Opinion
No. 06-56034.
The panel unanimously concludes that this case is suitable for decision without oral argument. See Fed.R.App.P. 34(a)(2).
Filed March 11, 2008.
Thomas G. Roche, Esq., San Diego, CA, for Plaintiff-Appellant.
Leo R. Montenegro, Esq., SSA — Social Security Administration Office of the General Counsel, San Francisco, CA, for Defendant-Appellee.
Appeal from the United States District Court for the Southern District of California, Dana M. Sabraw, District Judge, Presiding. D.C. No. CV-05-01029-DMS/LSP.
Before: WALLACE, GOULD, and IKUTA, Circuit Judges.
This disposition is not appropriate for publication and is not precedent except as provided by Ninth Circuit Rule 36-3.
Karen Russell appeals from the district court's order upholding the Administrative Law Judge's (ALJ) denial of social security disability benefits. We affirm.

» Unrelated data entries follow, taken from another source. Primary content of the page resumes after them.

use glam::Vec3;

use crate::controller::CursorMapping;
use crate::error::SceneError;
use crate::model::Rgb;

/// Every tunable constant of the landing scene.
#[derive(Debug, Clone)]
pub struct SceneConfig {
    /// World-space vertical gap between consecutive sections
    pub objects_distance: f32,
    /// Horizontal offset of each section mesh, top to bottom
    pub section_x_offsets: [f32; 3],
    pub particle_count: usize,
    /// Side length of the square the particles are spread over on x and z
    pub particle_spread: f32,
    pub particle_size: f32,
    pub particle_seed: u64,
    pub damping_factor: f32,
    /// Radians per second applied to both rotation axes of every section mesh
    pub rotation_speed: f32,
    pub camera_fov_y_deg: f32,
    pub camera_z_near: f32,
    pub camera_z_far: f32,
    pub camera_depth: f32,
    pub max_pixel_ratio: f64,
    pub light_position: Vec3,
    pub light_intensity: f32,
    pub material_color: Rgb,
    pub cursor_mapping: CursorMapping,
}

impl Default for SceneConfig {
    fn default() -> Self {
        Self {
            objects_distance: 4.0,
            section_x_offsets: [2.0, -2.0, 2.0],
            particle_count: 200,
            particle_spread: 10.0,
            particle_size: 0.03,
            particle_seed: 0x5eed_5c20_11,
            damping_factor: 5.0,
            rotation_speed: 0.2,
            camera_fov_y_deg: 35.0,
            camera_z_near: 0.1,
            camera_z_far: 100.0,
            camera_depth: 6.0,
            max_pixel_ratio: 2.0,
            light_position: Vec3::new(1.0, 1.0, 0.0),
            light_intensity: 1.0,
            material_color: Rgb::new(0xff, 0xed, 0xed),
            cursor_mapping: CursorMapping::Axis,
        }
    }
}

impl SceneConfig {
    pub fn with_material_color(mut self, hex: &str) -> Result<Self, SceneError> {
        self.material_color = Rgb::from_hex(hex)?;
        Ok(self)
    }

    pub fn with_particle_seed(mut self, seed: u64) -> Self {
        self.particle_seed = seed;
        self
    }

    pub fn with_cursor_mapping(mut self, mapping: CursorMapping) -> Self {
        self.cursor_mapping = mapping;
        self
    }

    /// Number of scrollable sections, one per section mesh
    pub fn section_count(&self) -> usize {
        self.section_x_offsets.len()
    }

    /// Renderer pixel ratio for a given device pixel ratio
    pub fn pixel_ratio(&self, device_pixel_ratio: f64) -> f64 {
        device_pixel_ratio.min(self.max_pixel_ratio)
    }

    /// Read overrides from the process environment (native only)
    #[cfg(not(target_arch = "wasm32"))]
    pub fn from_env() -> Result<Self, SceneError> {
        let mut config = Self::default();
        if let Ok(mapping) = std::env::var("SCROLLSCAPE_CURSOR") {
            config = config.with_cursor_mapping(parse_cursor_mapping(&mapping));
        }
        match std::env::var("SCROLLSCAPE_COLOR") {
            Ok(hex) => config.with_material_color(&hex),
            Err(_) => Ok(config),
        }
    }
}

/// `axis` or `swapped`; anything else falls back to the default with a warning
pub fn parse_cursor_mapping(value: &str) -> CursorMapping {
    match value.trim().to_ascii_lowercase().as_str() {
        "axis" => CursorMapping::Axis,
        "swapped" => CursorMapping::Swapped,
        other => {
            tracing::warn!(value = other, "unknown cursor mapping, using axis");
            CursorMapping::default()
        }
    }
}
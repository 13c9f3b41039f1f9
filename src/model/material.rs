use image::{GrayImage, Luma};

use crate::error::SceneError;

/// 8-bit sRGB color, as edited in the color panel
#[derive(Debug, Clone, Copy, PartialEq, Eq)]
pub struct Rgb {
    pub r: u8,
    pub g: u8,
    pub b: u8,
}

impl Rgb {
    pub const fn new(r: u8, g: u8, b: u8) -> Self {
        Self { r, g, b }
    }

    /// Parse `#rrggbb` (leading `#` optional)
    pub fn from_hex(hex: &str) -> Result<Self, SceneError> {
        let digits = hex.trim().trim_start_matches('#');
        if digits.len() != 6 || !digits.is_ascii() {
            return Err(SceneError::InvalidColor(hex.to_string()));
        }
        let channel = |i: usize| {
            u8::from_str_radix(&digits[i..i + 2], 16)
                .map_err(|_| SceneError::InvalidColor(hex.to_string()))
        };
        Ok(Self::new(channel(0)?, channel(2)?, channel(4)?))
    }

    pub fn to_hex(self) -> String {
        format!("#{:02x}{:02x}{:02x}", self.r, self.g, self.b)
    }

    pub fn to_array(self) -> [u8; 3] {
        [self.r, self.g, self.b]
    }

    pub fn from_array([r, g, b]: [u8; 3]) -> Self {
        Self::new(r, g, b)
    }

    /// Linear-light components for shading into an sRGB surface
    pub fn to_linear(self) -> [f32; 3] {
        fn decode(c: u8) -> f32 {
            let c = c as f32 / 255.0;
            if c <= 0.04045 {
                c / 12.92
            } else {
                ((c + 0.055) / 1.055).powf(2.4)
            }
        }
        [decode(self.r), decode(self.g), decode(self.b)]
    }
}

/// One-row lookup texture that quantizes diffuse light into bands.
///
/// Sampled with nearest filtering, so each texel is one visible tone.
#[derive(Debug, Clone)]
pub struct ToonGradient {
    image: GrayImage,
}

impl ToonGradient {
    /// Default three-tone ramp: shadow, mid, lit
    pub fn three_tone() -> Self {
        Self::from_tones(&[0, 128, 255])
    }

    pub fn from_tones(tones: &[u8]) -> Self {
        let width = tones.len().max(1) as u32;
        let image = GrayImage::from_fn(width, 1, |x, _| Luma([tones.get(x as usize).copied().unwrap_or(255)]));
        Self { image }
    }

    /// Decode an encoded gradient image; only its first row is used
    pub fn from_encoded(bytes: &[u8]) -> Result<Self, SceneError> {
        let decoded = image::load_from_memory(bytes)?.to_luma8();
        let width = decoded.width();
        let image = GrayImage::from_fn(width, 1, |x, _| *decoded.get_pixel(x, 0));
        Ok(Self { image })
    }

    pub fn width(&self) -> u32 {
        self.image.width()
    }

    pub fn texels(&self) -> &[u8] {
        self.image.as_raw()
    }
}

#[derive(Debug, Clone)]
pub struct ToonMaterial {
    pub color: Rgb,
    pub gradient: ToonGradient,
}

#[derive(Debug, Clone)]
pub struct PointsMaterial {
    pub color: Rgb,
    /// Point size; with attenuation, pixels at unit depth per half drawing-buffer height
    pub size: f32,
    pub size_attenuation: bool,
}

/// Parameters edited by the color panel
#[derive(Debug, Clone, Copy, PartialEq, Eq)]
pub struct ColorParams {
    pub material_color: Rgb,
}

impl ColorParams {
    /// Push the panel color into both materials that share it
    pub fn apply(&self, toon: &mut ToonMaterial, points: &mut PointsMaterial) {
        toon.color = self.material_color;
        points.color = self.material_color;
    }
}

#[cfg(test)]
mod tests {
    use super::*;

    #[test]
    fn test_hex_parsing() {
        assert_eq!(Rgb::from_hex("#ffeded").unwrap(), Rgb::new(255, 237, 237));
        assert_eq!(Rgb::from_hex("00ff10").unwrap(), Rgb::new(0, 255, 16));
        assert!(Rgb::from_hex("#fff").is_err());
        assert!(Rgb::from_hex("#gg0000").is_err());
        assert_eq!(Rgb::new(1, 2, 255).to_hex(), "#0102ff");
    }

    #[test]
    fn test_linear_endpoints() {
        assert_eq!(Rgb::new(0, 0, 0).to_linear(), [0.0, 0.0, 0.0]);
        let white = Rgb::new(255, 255, 255).to_linear();
        assert!(white.iter().all(|c| (c - 1.0).abs() < 1e-6));
        // mid gray is darker in linear light
        assert!(Rgb::new(128, 128, 128).to_linear()[0] < 0.5);
    }

    #[test]
    fn test_three_tone_gradient() {
        let gradient = ToonGradient::three_tone();
        assert_eq!(gradient.width(), 3);
        assert_eq!(gradient.texels(), &[0, 128, 255]);
    }

    #[test]
    fn test_color_fan_out_updates_both_materials() {
        let mut toon = ToonMaterial { color: Rgb::new(0, 0, 0), gradient: ToonGradient::three_tone() };
        let mut points = PointsMaterial { color: Rgb::new(0, 0, 0), size: 0.03, size_attenuation: true };
        let params = ColorParams { material_color: Rgb::new(10, 20, 30) };
        params.apply(&mut toon, &mut points);
        assert_eq!(toon.color, params.material_color);
        assert_eq!(points.color, params.material_color);
    }

    #[test]
    fn test_gradient_decodes_from_jpeg() {
        // 8px-wide bands line up with JPEG blocks, so tones survive compression
        let bands = GrayImage::from_fn(24, 8, |x, _| Luma([[0u8, 128, 255][x as usize / 8]]));
        let mut bytes = std::io::Cursor::new(Vec::new());
        image::DynamicImage::ImageLuma8(bands)
            .write_to(&mut bytes, image::ImageFormat::Jpeg)
            .unwrap();

        let gradient = ToonGradient::from_encoded(bytes.get_ref()).unwrap();
        assert_eq!(gradient.width(), 24);
        let texels = gradient.texels();
        assert!(texels[4] < 16);
        assert!((texels[12] as i32 - 128).abs() < 16);
        assert!(texels[20] > 239);
    }
}
pub mod config;
pub mod error;
pub mod logging;
pub mod ui;

// MVC Architecture
pub mod model;
pub mod view;
pub mod controller;

pub use config::SceneConfig;
pub use error::SceneError;

#[cfg(target_arch = "wasm32")]
mod web {
    use std::cell::RefCell;
    use std::rc::Rc;

    use wasm_bindgen::closure::Closure;
    use wasm_bindgen::{prelude::wasm_bindgen, JsCast, JsValue};
    use web_sys::{Document, Event, HtmlCanvasElement, MouseEvent, Window};

    use crate::controller::clock::PerformanceTime;
    use crate::controller::input::wasm as dom_input;
    use crate::controller::{FrameLoopContext, InputQueue, LoopControl};
    use crate::model::{SceneGraph, ToonGradient};
    use crate::view::{physical_size, GpuContext, Renderer};
    use crate::{logging, ui, SceneConfig, SceneError};

    thread_local! {
        static ACTIVE_LOOP: RefCell<Option<LoopControl>> = const { RefCell::new(None) };
    }

    #[wasm_bindgen(start)]
    pub async fn start() -> Result<(), JsValue> {
        logging::init();
        let window = web_sys::window().ok_or_else(|| dom_error("no global `window`"))?;
        let document = window.document().ok_or_else(|| dom_error("no document on window"))?;
        let canvas = find_or_create_canvas(&document)?;

        // Fresh particle layout per page load
        let seed = (js_sys::Math::random() * u32::MAX as f64) as u64;
        let config = SceneConfig::default().with_particle_seed(seed);

        let control = setup_app(&window, &canvas, config).await?;
        ACTIVE_LOOP.with(|active| *active.borrow_mut() = Some(control));
        Ok(())
    }

    /// Stop the animation loop; the last drawn frame stays on the canvas
    #[wasm_bindgen]
    pub fn stop() {
        ACTIVE_LOOP.with(|active| {
            if let Some(control) = active.borrow_mut().take() {
                tracing::info!("animation loop stopped");
                control.stop();
            }
        });
    }

    async fn setup_app(window: &Window, canvas: &HtmlCanvasElement, config: SceneConfig) -> Result<LoopControl, SceneError> {
        let viewport = dom_input::viewport_of(window);
        let pixel_ratio = config.pixel_ratio(viewport.device_pixel_ratio);
        let (pw, ph) = physical_size(viewport.width, viewport.height, pixel_ratio);

        let scene = SceneGraph::new(&config, ToonGradient::three_tone(), viewport.width, viewport.height);
        let gpu = GpuContext::from_canvas(canvas, pw, ph).await?;
        let mut renderer = Renderer::new(gpu, &scene, viewport.width, viewport.height, pixel_ratio);
        renderer.attach_canvas(canvas.clone());

        let mut frame_ctx = FrameLoopContext::new(config, scene, viewport, PerformanceTime::new(window));
        let control = frame_ctx.control.clone();

        // Page may already be scrolled when the script loads
        frame_ctx.queue.push(dom_input::scroll_to_input(window));

        let egui_ctx = egui::Context::default();
        let egui_events: Rc<RefCell<Vec<egui::Event>>> = Rc::new(RefCell::new(Vec::new()));
        setup_input_listeners(window, frame_ctx.queue.clone(), egui_events.clone())?;

        let performance = window.performance();
        let f = RcCellCallback::new(window.clone(), move || {
            let now = performance.as_ref().map(|p| p.now()).unwrap_or(0.0);
            frame_ctx.frame_with(&mut renderer, |scene, time, renderer| {
                let (width, height) = renderer.logical_size();
                let mut raw_input = egui::RawInput::default();
                raw_input.time = Some(now / 1000.0);
                raw_input.screen_rect = Some(egui::Rect::from_min_size(
                    egui::Pos2::ZERO,
                    egui::vec2(width as f32, height as f32),
                ));
                raw_input.events.extend(egui_events.borrow_mut().drain(..));
                egui_ctx.set_pixels_per_point(renderer.pixel_ratio() as f32);

                let output = ui::build_ui(&egui_ctx, raw_input, scene, time.delta);
                renderer.set_overlay(ui::into_overlay(&egui_ctx, output));
            })
        });
        f.start();

        tracing::info!("animation loop started");
        Ok(control)
    }

    /// Listeners only enqueue; the frame callback applies the events
    fn setup_input_listeners(
        window: &Window,
        queue: InputQueue,
        egui_events: Rc<RefCell<Vec<egui::Event>>>,
    ) -> Result<(), SceneError> {
        // Scroll
        {
            let queue = queue.clone();
            let window_for_scroll = window.clone();
            let scroll = Closure::wrap(Box::new(move |_e: Event| {
                queue.push(dom_input::scroll_to_input(&window_for_scroll));
            }) as Box<dyn FnMut(Event)>);
            window
                .add_event_listener_with_callback("scroll", scroll.as_ref().unchecked_ref())
                .map_err(js_to_scene_error)?;
            scroll.forget();
        }

        // Mouse move
        {
            let queue = queue.clone();
            let egui_events = egui_events.clone();
            let mm = Closure::wrap(Box::new(move |e: MouseEvent| {
                queue.push(dom_input::mouse_move_to_input(&e));
                egui_events
                    .borrow_mut()
                    .push(egui::Event::PointerMoved(egui::pos2(e.client_x() as f32, e.client_y() as f32)));
            }) as Box<dyn FnMut(MouseEvent)>);
            window
                .add_event_listener_with_callback("mousemove", mm.as_ref().unchecked_ref())
                .map_err(js_to_scene_error)?;
            mm.forget();
        }

        // Mouse buttons, for the color panel only
        for (name, pressed) in [("mousedown", true), ("mouseup", false)] {
            let egui_events = egui_events.clone();
            let button = Closure::wrap(Box::new(move |e: MouseEvent| {
                let button = match e.button() {
                    1 => egui::PointerButton::Middle,
                    2 => egui::PointerButton::Secondary,
                    _ => egui::PointerButton::Primary,
                };
                egui_events.borrow_mut().push(egui::Event::PointerButton {
                    pos: egui::pos2(e.client_x() as f32, e.client_y() as f32),
                    button,
                    pressed,
                    modifiers: egui::Modifiers::default(),
                });
            }) as Box<dyn FnMut(MouseEvent)>);
            window
                .add_event_listener_with_callback(name, button.as_ref().unchecked_ref())
                .map_err(js_to_scene_error)?;
            button.forget();
        }

        // Resize
        {
            let queue = queue.clone();
            let window_for_resize = window.clone();
            let resize = Closure::wrap(Box::new(move |_e: Event| {
                queue.push(dom_input::resize_to_input(&window_for_resize));
            }) as Box<dyn FnMut(Event)>);
            window
                .add_event_listener_with_callback("resize", resize.as_ref().unchecked_ref())
                .map_err(js_to_scene_error)?;
            resize.forget();
        }

        Ok(())
    }

    /// Use the page's `canvas.webgl` if it has one, otherwise append a canvas to `<body>`
    fn find_or_create_canvas(document: &Document) -> Result<HtmlCanvasElement, JsValue> {
        if let Some(existing) = document.query_selector("canvas.webgl")? {
            return existing
                .dyn_into::<HtmlCanvasElement>()
                .map_err(|_| dom_error("canvas.webgl is not a canvas"));
        }

        let body = document.body().ok_or_else(|| dom_error("no body on document"))?;
        let canvas = document
            .create_element("canvas")?
            .dyn_into::<HtmlCanvasElement>()
            .map_err(|_| dom_error("failed to create canvas"))?;
        canvas.set_class_name("webgl");
        body.append_child(&canvas)?;
        Ok(canvas)
    }

    fn dom_error(msg: &str) -> JsValue {
        SceneError::Dom(msg.to_string()).into()
    }

    fn js_to_scene_error(err: JsValue) -> SceneError {
        SceneError::Dom(err.as_string().unwrap_or_else(|| format!("{err:?}")))
    }

    /// requestAnimationFrame chain that ends once the frame callback returns false
    struct RcCellCallback {
        inner: Rc<RefCell<Box<dyn FnMut() -> bool>>>,
        window: Window,
    }

    impl RcCellCallback {
        fn new(window: Window, f: impl FnMut() -> bool + 'static) -> Self {
            Self {
                inner: Rc::new(RefCell::new(Box::new(f))),
                window,
            }
        }

        fn start(self) {
            let inner = self.inner.clone();
            let window = self.window.clone();

            let callback = Rc::new(RefCell::new(None::<Closure<dyn FnMut()>>));
            let callback_clone = callback.clone();

            *callback.borrow_mut() = Some(Closure::wrap(Box::new(move || {
                if !inner.borrow_mut().as_mut()() {
                    return;
                }

                // Schedule the next frame from inside this one
                let cb_ref = callback_clone.borrow();
                if let Some(cb) = cb_ref.as_ref() {
                    if let Err(err) = window.request_animation_frame(cb.as_ref().unchecked_ref()) {
                        tracing::error!(?err, "requestAnimationFrame failed; loop halted");
                    }
                }
            }) as Box<dyn FnMut()>));

            if let Some(cb) = callback.borrow().as_ref() {
                if let Err(err) = self.window.request_animation_frame(cb.as_ref().unchecked_ref()) {
                    tracing::error!(?err, "requestAnimationFrame failed; loop not started");
                }
            }

            // Leak the closure to keep it alive
            std::mem::forget(callback);
        }
    }
}

#[cfg(target_arch = "wasm32")]
pub use web::{start, stop};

Substantial evidence supports the ALJ's finding that Russell was not disableddluring the relevant time period. See Edlund v. Massanari, 253 F.3d 1152, 1156 (9th Cir. 2001); see also Butch v. Burnhart, 400 F.3d 676, 679 (9th Cir. 2005) (holding that "[w]here evidence is susceptible to more than one rational interpretation," the ALJ's interpretation should be upheld). The ALJ's finding is supported by evidence that prior to Russell's alleged disability onset date, she had resolution of her neck and upper extremity symptoms following neck surgery in 1987, that an extensive medical workup in October 1991 revealed no evidence of debilitating disease, and that Russell did not receive any medical treatment from March 1992 to April 1997.

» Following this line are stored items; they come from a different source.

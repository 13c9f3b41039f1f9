// MODEL: Scene data
pub mod camera;
pub mod geometry;
pub mod material;
pub mod scene;

pub use camera::{Camera, CameraRig};
pub use geometry::{Mesh, MeshBuffer, Vertex};
pub use material::{ColorParams, PointsMaterial, Rgb, ToonGradient, ToonMaterial};
pub use scene::{DirectionalLight, Particles, SceneGraph, SectionMesh, SectionShape};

The ALJ properly rejected the conclusory retrospective opinions of Dr. Spier and Dr. Schweller, neither of whom were treating physicians during the relevant time period. See Magallanes v. Bowen, 881 F.2d 747, 754 (9th Cir. 1989). Moreover, even accepting their opinions that the onset of multiple sclerosis occurred during or before the relevant time period, substantial evidence supports the ALJ's conclusion that the disease was at that point asymptomatic and not disabling.
Russell argues that the ALJ erred in failing to call a medical expert to testify at the hearing. However, she waived that argument when she failed to make it at her appeal hearing or before the district court. See Edlund, 253 F.3d at 1158.